(INPUT RECORDS)
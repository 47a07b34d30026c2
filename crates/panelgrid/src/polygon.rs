//! Planar polygon predicates on paths of `Vec3` (x/y only).
//!
//! Paths are implicitly closed: the last point connects back to the first and
//! the first point is not repeated. A sanitized path has no consecutive
//! duplicate points and counter-clockwise winding ("y increases north").
//!
//! Known limitations
//! - `point_in_polygon` classifies points exactly on an edge by the even-odd
//!   rule's arithmetic (left/bottom edges in, right/top edges out for an
//!   axis-aligned box).
//! - `segment_intersects` does not special-case collinear or overlapping
//!   segments; such pairs may report no intersection.
//! - Self-intersecting and multi-ring polygons are out of scope.

use crate::error::{ensure_finite, GeomError};
use crate::linalg::{Vec3, Vec3Ext};

/// Even-odd ray casting (PNPOLY).
pub fn point_in_polygon(point: &Vec3, polygon: &[Vec3]) -> bool {
    let (x, y) = (point.x, point.y);
    let mut inside = false;
    let mut j = match polygon.len() {
        0 => return false,
        n => n - 1,
    };
    for i in 0..polygon.len() {
        let (xi, yi) = (polygon[i].x, polygon[i].y);
        let (xj, yj) = (polygon[j].x, polygon[j].y);
        if (yi > y) != (yj > y) && x < (xj - xi) * (y - yi) / (yj - yi) + xi {
            inside = !inside;
        }
        j = i;
    }
    inside
}

/// Shoelace area; positive for counter-clockwise winding.
pub fn signed_area(path: &[Vec3]) -> f64 {
    let Some(mut last) = path.last() else {
        return 0.0;
    };
    let mut area = 0.0;
    for p in path {
        area += last.x * p.y - p.x * last.y;
        last = p;
    }
    area / 2.0
}

/// True if the path winds counter-clockwise; zero area counts as oriented.
#[inline]
pub fn path_orientation(path: &[Vec3]) -> bool {
    signed_area(path) >= 0.0
}

/// Reverse `path` unless it is already counter-clockwise.
pub fn correct_orientation(mut path: Vec<Vec3>) -> Vec<Vec3> {
    if !path_orientation(&path) {
        path.reverse();
    }
    path
}

/// Drop consecutive exact duplicates, keeping the first of each run.
///
/// A closing point equal to the first point is kept.
pub fn dedupe_path(path: &[Vec3]) -> Vec<Vec3> {
    let mut out = path.to_vec();
    out.dedup();
    out
}

/// Normalize an externally supplied path: dedupe, then orient CCW.
///
/// Fails on an empty path or a non-finite coordinate.
pub fn sanitize_path(path: &[Vec3]) -> Result<Vec<Vec3>, GeomError> {
    if path.is_empty() {
        return Err(GeomError::invalid("path needs at least one point"));
    }
    for p in path {
        ensure_finite(p.x, "path x")?;
        ensure_finite(p.y, "path y")?;
        ensure_finite(p.z, "path z")?;
    }
    Ok(correct_orientation(dedupe_path(path)))
}

/// Length of the closed path.
pub fn perimeter(path: &[Vec3]) -> f64 {
    let Some(mut last) = path.last() else {
        return 0.0;
    };
    let mut total = 0.0;
    for p in path {
        total += last.distance_to(p);
        last = p;
    }
    total
}

#[inline]
fn is_ccw(p1: &Vec3, p2: &Vec3, p3: &Vec3) -> bool {
    (p3.y - p1.y) * (p2.x - p1.x) > (p2.y - p1.y) * (p3.x - p1.x)
}

/// Proper intersection of segments `p1p2` and `q1q2`.
#[inline]
pub fn segment_intersects(p1: &Vec3, p2: &Vec3, q1: &Vec3, q2: &Vec3) -> bool {
    is_ccw(p1, q1, q2) != is_ccw(p2, q1, q2) && is_ccw(p1, p2, q1) != is_ccw(p1, p2, q2)
}

/// True if any edge pair crosses or either polygon's first vertex lies
/// inside the other, which catches full containment of simple polygons.
pub fn path_intersects(path1: &[Vec3], path2: &[Vec3]) -> bool {
    let (Some(first1), Some(first2)) = (path1.first(), path2.first()) else {
        return false;
    };
    let mut p1 = &path1[path1.len() - 1];
    for p2 in path1 {
        let mut q1 = &path2[path2.len() - 1];
        for q2 in path2 {
            if segment_intersects(p1, p2, q1, q2) {
                return true;
            }
            q1 = q2;
        }
        p1 = p2;
    }
    point_in_polygon(first1, path2) || point_in_polygon(first2, path1)
}

/// Decomposition of a displacement in a grid rotated by some angle.
#[derive(Clone, Copy, Debug, PartialEq)]
pub struct GridVector {
    /// `source` moved along the rotated x axis only.
    pub midpoint: Vec3,
    /// Manhattan distance between `source` and `dest` in the rotated grid.
    pub distance: f64,
}

/// Split `dest - source` into components along a grid rotated by `angle`
/// degrees counter-clockwise.
pub fn rotated_grid_vector(source: &Vec3, dest: &Vec3, angle: f64) -> GridVector {
    let rotated = (dest - source).rotated_z(-angle, None);
    GridVector {
        midpoint: source + Vec3::new(rotated.x, 0.0, 0.0).rotated_z(angle, None),
        distance: rotated.x.abs() + rotated.y.abs(),
    }
}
(End INPUT RECORDS)
* WHAT YOU WILL DO
Each record above should be given again exactly as it appears.

* ANSWER FOR THIS EXERCISE
repository 47a07b34d30026c2
filename crates/panelgrid/src/polygon.rs
//! Planar polygon predicates on paths of `Vec3` (x/y only).
//!
//! Paths are implicitly closed: the last point connects back to the first and
//! the first point is not repeated. A sanitized path has no consecutive
//! duplicate points and counter-clockwise winding ("y increases north").
//!
//! Known limitations
//! - `point_in_polygon` classifies points exactly on an edge by the even-odd
//!   rule's arithmetic (left/bottom edges in, right/top edges out for an
//!   axis-aligned box).
//! - `segment_intersects` does not special-case collinear or overlapping
//!   segments; such pairs may report no intersection.
//! - Self-intersecting and multi-ring polygons are out of scope.

use crate::error::{ensure_finite, GeomError};
use crate::linalg::{Vec3, Vec3Ext};

/// Even-odd ray casting (PNPOLY).
pub fn point_in_polygon(point: &Vec3, polygon: &[Vec3]) -> bool {
    let (x, y) = (point.x, point.y);
    let mut inside = false;
    let mut j = match polygon.len() {
        0 => return false,
        n => n - 1,
    };
    for i in 0..polygon.len() {
        let (xi, yi) = (polygon[i].x, polygon[i].y);
        let (xj, yj) = (polygon[j].x, polygon[j].y);
        if (yi > y) != (yj > y) && x < (xj - xi) * (y - yi) / (yj - yi) + xi {
            inside = !inside;
        }
        j = i;
    }
    inside
}

/// Shoelace area; positive for counter-clockwise winding.
pub fn signed_area(path: &[Vec3]) -> f64 {
    let Some(mut last) = path.last() else {
        return 0.0;
    };
    let mut area = 0.0;
    for p in path {
        area += last.x * p.y - p.x * last.y;
        last = p;
    }
    area / 2.0
}

/// True if the path winds counter-clockwise; zero area counts as oriented.
#[inline]
pub fn path_orientation(path: &[Vec3]) -> bool {
    signed_area(path) >= 0.0
}

/// Reverse `path` unless it is already counter-clockwise.
pub fn correct_orientation(mut path: Vec<Vec3>) -> Vec<Vec3> {
    if !path_orientation(&path) {
        path.reverse();
    }
    path
}

/// Drop consecutive exact duplicates, keeping the first of each run.
///
/// A closing point equal to the first point is kept.
pub fn dedupe_path(path: &[Vec3]) -> Vec<Vec3> {
    let mut out = path.to_vec();
    out.dedup();
    out
}

/// Normalize an externally supplied path: dedupe, then orient CCW.
///
/// Fails on an empty path or a non-finite coordinate.
pub fn sanitize_path(path: &[Vec3]) -> Result<Vec<Vec3>, GeomError> {
    if path.is_empty() {
        return Err(GeomError::invalid("path needs at least one point"));
    }
    for p in path {
        ensure_finite(p.x, "path x")?;
        ensure_finite(p.y, "path y")?;
        ensure_finite(p.z, "path z")?;
    }
    Ok(correct_orientation(dedupe_path(path)))
}

/// Length of the closed path.
pub fn perimeter(path: &[Vec3]) -> f64 {
    let Some(mut last) = path.last() else {
        return 0.0;
    };
    let mut total = 0.0;
    for p in path {
        total += last.distance_to(p);
        last = p;
    }
    total
}

#[inline]
fn is_ccw(p1: &Vec3, p2: &Vec3, p3: &Vec3) -> bool {
    (p3.y - p1.y) * (p2.x - p1.x) > (p2.y - p1.y) * (p3.x - p1.x)
}

/// Proper intersection of segments `p1p2` and `q1q2`.
#[inline]
pub fn segment_intersects(p1: &Vec3, p2: &Vec3, q1: &Vec3, q2: &Vec3) -> bool {
    is_ccw(p1, q1, q2) != is_ccw(p2, q1, q2) && is_ccw(p1, p2, q1) != is_ccw(p1, p2, q2)
}

/// True if any edge pair crosses or either polygon's first vertex lies
/// inside the other, which catches full containment of simple polygons.
pub fn path_intersects(path1: &[Vec3], path2: &[Vec3]) -> bool {
    let (Some(first1), Some(first2)) = (path1.first(), path2.first()) else {
        return false;
    };
    let mut p1 = &path1[path1.len() - 1];
    for p2 in path1 {
        let mut q1 = &path2[path2.len() - 1];
        for q2 in path2 {
            if segment_intersects(p1, p2, q1, q2) {
                return true;
            }
            q1 = q2;
        }
        p1 = p2;
    }
    point_in_polygon(first1, path2) || point_in_polygon(first2, path1)
}

/// Decomposition of a displacement in a grid rotated by some angle.
#[derive(Clone, Copy, Debug, PartialEq)]
pub struct GridVector {
    /// `source` moved along the rotated x axis only.
    pub midpoint: Vec3,
    /// Manhattan distance between `source` and `dest` in the rotated grid.
    pub distance: f64,
}

/// Split `dest - source` into components along a grid rotated by `angle`
/// degrees counter-clockwise.
pub fn rotated_grid_vector(source: &Vec3, dest: &Vec3, angle: f64) -> GridVector {
    let rotated = (dest - source).rotated_z(-angle, None);
    GridVector {
        midpoint: source + Vec3::new(rotated.x, 0.0, 0.0).rotated_z(angle, None),
        distance: rotated.x.abs() + rotated.y.abs(),
    }
}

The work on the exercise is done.